悟られないかな……それだけが不安に過ごした。
三人がお風呂に入っている間に、DMをチェックするとせいさんから届いていた。
「もう、会いたい。 こむちゃん、明日たくさん話そう。 明日は車でどこか行こっか。 バイトが終わる時間に地下駐で待ってるね」
もう会いたいって……。
そんな言葉にドキドキしてしまう……。
明日せいさんに会ったら私はどうにかなってしまいそう……。
人は自分が満たされると他人に優しくなる。
私は夫や子どもたちにいつもより優しい妻や母でいる気がした。
いつもより笑っている気がする。
わかりやすいと言えばわかりやすい。
普通でいなきゃ……普通でいなきゃ……。
でももう私の気持ちは明日に向いている。
何話そう……。
せいさんはどんな話してくれるのかな……。
早く会いたい……。
私の中もそれだけだった。
けれど、もっと深く考えなければいけない事はたくさんあった。
明日せいさんは帰ってしまう。
これからの話も二人で話しておかなきゃいけない。
お風呂に入り一人考える。
そんな時でもせいさんを想う事は止まらない。
「今、何やってるのかな……」
「実家でゆっくりしてるのかな……」
「こっちの友達に会いに行ったりしてるのかな……」
いろんな事を想像するのも楽しいし幸せ。
お風呂の後のスキンケアはいつもより入念に時間をかけた。
今日は早く寝よう……。
いい夢が見れそうな気がしてならなかった。
「せいさん、また明日ね。 早く会いたいよ……。 おやすみ」
DMを送ってスマホを置いた。
明日はどうやって私をドキドキさせてくれるんだろう……。
早くドキドキさせて欲しい。
早くドキドキしたい……。
せいさんも私を求めてくれる。
二人の気持ちは高め合ったまま。
今は何も見えない。
会えなかった時間、気持ちに嘘をつき、せいさんを忘れた時間は長過ぎた。
その反動は大きいかも知れない。
せいさんを好きな気持ちは私を狂わせる。
せいさんをこんなにも求める自分に恥ずかしくなりながら私は眠りについた。
少ないながらも恋はしてきたが、こんなにも相手を自分が求める事はあっただろうか……。

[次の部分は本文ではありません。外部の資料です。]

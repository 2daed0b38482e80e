use anyhow::{anyhow, Result};
use async_trait::async_trait;
use class_booking_config::{Config, PathManager};
use class_booking_models::RunReport;
use reqwest::Client;
use std::path::PathBuf;
use std::time::Duration;
use tracing::{debug, error, info, warn};

const WEBHOOK_TIMEOUT: Duration = Duration::from_secs(15);

/// Receives the report of every finished or aborted run
#[async_trait]
pub trait OutcomeReporter: Send + Sync {
    fn name(&self) -> &'static str;

    async fn report(&self, report: &RunReport) -> Result<()>;
}

/// One line per failed slot plus the abort reason, for humans
pub fn failure_summary(report: &RunReport) -> String {
    let mut lines = Vec::new();
    if let Some(reason) = &report.aborted {
        lines.push(format!("Run aborted: {}", reason));
    }
    for record in report.failures() {
        lines.push(format!("{} {}: {}", record.target.format("%Y-%m-%d %H:%M"), record.slot, record.outcome));
    }
    lines.join("\n")
}

/// Logs the run summary through tracing
pub struct LogReporter;

#[async_trait]
impl OutcomeReporter for LogReporter {
    fn name(&self) -> &'static str {
        "log"
    }

    async fn report(&self, report: &RunReport) -> Result<()> {
        let summary = report.summary();
        info!(
            newly_registered = summary.newly_registered,
            already_registered = summary.already_registered,
            skipped = summary.skipped,
            failed = summary.failed,
            "Run summary"
        );
        for record in &report.records {
            debug!(week = record.week, class_at = %record.target, outcome = %record.outcome, "Slot result");
        }
        if report.has_failures() {
            error!("Registration problems:\n{}", failure_summary(report));
        }
        Ok(())
    }
}

/// Writes a JSON report into `dir` when the run had failures
pub struct ReportFileWriter {
    dir: PathBuf,
}

impl ReportFileWriter {
    pub fn new(dir: PathBuf) -> Self {
        Self { dir }
    }

    pub fn path_for(&self, report: &RunReport) -> PathBuf {
        self.dir
            .join(format!("report-{}.json", report.started_at.format("%Y%m%d-%H%M%S")))
    }
}

#[async_trait]
impl OutcomeReporter for ReportFileWriter {
    fn name(&self) -> &'static str {
        "report_file"
    }

    async fn report(&self, report: &RunReport) -> Result<()> {
        if !report.has_failures() {
            return Ok(());
        }

        tokio::fs::create_dir_all(&self.dir).await?;
        let path = self.path_for(report);
        let json = serde_json::to_string_pretty(report)
            .map_err(|e| anyhow!("Failed to serialize run report: {}", e))?;
        tokio::fs::write(&path, json).await?;
        info!("Failure report written to {}", path.display());
        Ok(())
    }
}

/// POSTs failed runs as JSON: `{"text": ..., "report": ...}`. Pointing the
/// URL at a chat or mail relay hook delivers the alert.
pub struct WebhookReporter {
    url: String,
    client: Client,
}

impl WebhookReporter {
    pub fn new(url: String) -> Self {
        let client = Client::builder()
            .timeout(WEBHOOK_TIMEOUT)
            .build()
            .unwrap_or_else(|_| Client::new());
        Self { url, client }
    }
}

#[async_trait]
impl OutcomeReporter for WebhookReporter {
    fn name(&self) -> &'static str {
        "webhook"
    }

    async fn report(&self, report: &RunReport) -> Result<()> {
        if !report.has_failures() {
            return Ok(());
        }

        let payload = serde_json::json!({
            "text": format!("fliip-booker: class registration problems\n{}", failure_summary(report)),
            "report": report,
        });
        let response = self.client.post(&self.url).json(&payload).send().await?;
        if !response.status().is_success() {
            return Err(anyhow!("Webhook returned {}", response.status()));
        }
        info!("Failure report sent to webhook");
        Ok(())
    }
}

/// Reporters enabled by the configuration. The log reporter is always on.
pub fn build_reporters(config: &Config, paths: &PathManager) -> Vec<Box<dyn OutcomeReporter>> {
    let mut reporters: Vec<Box<dyn OutcomeReporter>> = vec![Box::new(LogReporter)];

    let report_dir = config.notify.report_dir.clone().unwrap_or_else(|| paths.reports_dir());
    reporters.push(Box::new(ReportFileWriter::new(report_dir)));

    if let Some(url) = config.notify.webhook_url.as_ref().filter(|u| !u.trim().is_empty()) {
        reporters.push(Box::new(WebhookReporter::new(url.clone())));
    }
    reporters
}

/// Hand the report to every reporter. A failing reporter is logged and does
/// not stop the others.
pub async fn notify_all(reporters: &[Box<dyn OutcomeReporter>], report: &RunReport) {
    for reporter in reporters {
        if let Err(e) = reporter.report(report).await {
            warn!(reporter = reporter.name(), "Failed to report run outcome: {}", e);
        }
    }
}
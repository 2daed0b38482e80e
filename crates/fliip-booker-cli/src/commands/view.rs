use crate::output::Output;
use class_booking_core::{PlannedTarget, RegistrationWindow};
use class_booking_models::{RegistrationOutcome, RunReport};
use comfy_table::{Attribute, Cell, Color, Table};
use serde_json::json;

const TARGET_FORMAT: &str = "%a %d %b %Y %H:%M";

fn styled_table(headers: &[&str]) -> Table {
    let mut table = Table::new();
    table.load_preset(comfy_table::presets::UTF8_FULL);
    table.apply_modifier(comfy_table::modifiers::UTF8_ROUND_CORNERS);
    table.set_header(
        headers
            .iter()
            .map(|h| Cell::new(h).add_attribute(Attribute::Bold))
            .collect::<Vec<_>>(),
    );
    table
}

fn outcome_cell(outcome: &RegistrationOutcome) -> Cell {
    let color = match outcome {
        RegistrationOutcome::NewlyRegistered => Color::Green,
        RegistrationOutcome::AlreadyRegistered => Color::Cyan,
        RegistrationOutcome::Skipped(_) => Color::DarkGrey,
        RegistrationOutcome::Failed(_) => Color::Red,
    };
    Cell::new(outcome.to_string()).fg(color)
}

pub fn report_table(report: &RunReport) -> Table {
    let mut table = styled_table(&["Week", "Class", "Date", "Result"]);
    for record in &report.records {
        table.add_row(vec![
            Cell::new(record.week),
            Cell::new(record.slot.to_string()),
            Cell::new(record.target.format(TARGET_FORMAT).to_string()),
            outcome_cell(&record.outcome),
        ]);
    }
    table
}

pub fn print_report(report: &RunReport, output: &Output) {
    let summary = report.summary();

    if !output.is_human() {
        output.json(&json!({
            "success": !report.has_failures(),
            "summary": summary,
            "report": report,
        }));
        return;
    }

    if !report.records.is_empty() {
        output.block(report_table(report));
    }
    let line = format!(
        "{} new, {} already registered, {} skipped, {} failed",
        summary.newly_registered, summary.already_registered, summary.skipped, summary.failed
    );
    if let Some(reason) = &report.aborted {
        output.error(format!("Run aborted: {}", reason));
        output.warn(line);
    } else if summary.failed > 0 {
        output.warn(line);
    } else {
        output.success(line);
    }
}

fn window_cell(window: &RegistrationWindow) -> Cell {
    match window {
        RegistrationWindow::Past => Cell::new("past").fg(Color::DarkGrey),
        RegistrationWindow::Open => Cell::new("bookable now").fg(Color::Green),
        RegistrationWindow::OpensSoon { opens_at } => {
            Cell::new(format!("waits until {}", opens_at.format("%H:%M"))).fg(Color::Yellow)
        }
        RegistrationWindow::NotYetOpen { opens_at } => {
            Cell::new(format!("opens {}", opens_at.format(TARGET_FORMAT))).fg(Color::DarkGrey)
        }
    }
}

pub fn plan_table(plan: &[PlannedTarget]) -> Table {
    let mut table = styled_table(&["Week", "Class", "Date", "Registration"]);
    for target in plan {
        table.add_row(vec![
            Cell::new(target.week),
            Cell::new(target.slot.to_string()),
            Cell::new(target.target.format(TARGET_FORMAT).to_string()),
            window_cell(&target.window),
        ]);
    }
    table
}
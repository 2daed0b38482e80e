use async_trait::async_trait;
use chrono::NaiveDate;
use class_booking_models::SlotKey;
use std::time::Duration;
use crate::error::UiError;

/// Modal dialogs the portal may open after a class block is clicked
#[derive(Debug, Clone, Copy, PartialEq, Eq, Hash)]
pub enum DialogVariant {
    /// "Register" / "join the waiting list" confirmation
    BookingConfirmation,
    /// Offer to cancel an existing registration (already booked)
    Unregister,
    /// Generic message box: success acknowledgements and errors such as
    /// "buy a new membership" or "class is full"
    Alert,
}

impl DialogVariant {
    pub const AFTER_REGISTER_CLICK: [DialogVariant; 3] = [
        DialogVariant::BookingConfirmation,
        DialogVariant::Unregister,
        DialogVariant::Alert,
    ];
}

/// A dialog that became visible, with its rendered text
#[derive(Debug, Clone, PartialEq, Eq)]
pub struct DialogState {
    pub variant: DialogVariant,
    pub text: String,
}

/// Reference to a class block found on the current calendar page
#[derive(Debug, Clone, PartialEq, Eq, Hash)]
pub struct SlotHandle {
    pub element_id: String,
}

/// What the booking logic needs from the browser. Every wait is bounded by
/// the timeout it is given and reports `UiError::Timeout` when it expires.
#[async_trait]
pub trait CalendarUi: Send + Sync {
    /// Date the calendar header currently shows
    async fn current_page_date(&self) -> Result<NaiveDate, UiError>;

    /// Wait until the calendar header contains `label`
    async fn wait_for_week_label(&self, label: &str, timeout: Duration) -> Result<(), UiError>;

    /// Show the next week and wait for the page to refresh
    async fn advance_week(&self) -> Result<(), UiError>;

    /// Show the previous week and wait for the page to refresh
    async fn retreat_week(&self) -> Result<(), UiError>;

    /// `None` when no class block matches (e.g. holiday closure)
    async fn find_slot(&self, key: &SlotKey) -> Result<Option<SlotHandle>, UiError>;

    async fn read_text(&self, slot: &SlotHandle) -> Result<String, UiError>;

    async fn click_register(&self, slot: &SlotHandle) -> Result<(), UiError>;

    /// Wait until one of `variants` is visible and report which one
    async fn wait_for_any_dialog(
        &self,
        variants: &[DialogVariant],
        timeout: Duration,
    ) -> Result<DialogState, UiError>;

    /// Press the confirm button of the booking confirmation dialog
    async fn confirm_booking(&self) -> Result<(), UiError>;

    /// Wait for the acknowledgement shown once a booking went through
    async fn wait_for_success(&self, timeout: Duration) -> Result<(), UiError>;

    /// Close a dialog and wait for it to disappear
    async fn dismiss(&self, variant: DialogVariant) -> Result<(), UiError>;

    /// Keep whatever helps diagnose a failed slot. Best effort.
    async fn capture_failure(&self, _label: &str) {}
}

どちらかというと、いつも冷静というか、情熱的なのは相手の方だった様に思う。
私がこんなにも想う事って初めてかも知れない。
それは家族がある相手だからなのか、せいさんだからなのか……。
せいさんに惹かれる。
ほんとにどうしようもないくらい好きってこういう事をいうのかな……。
こんなにも愛おしく思う人がいるなんて思わなかった……。
始めてはいけない恋が始まってしまった。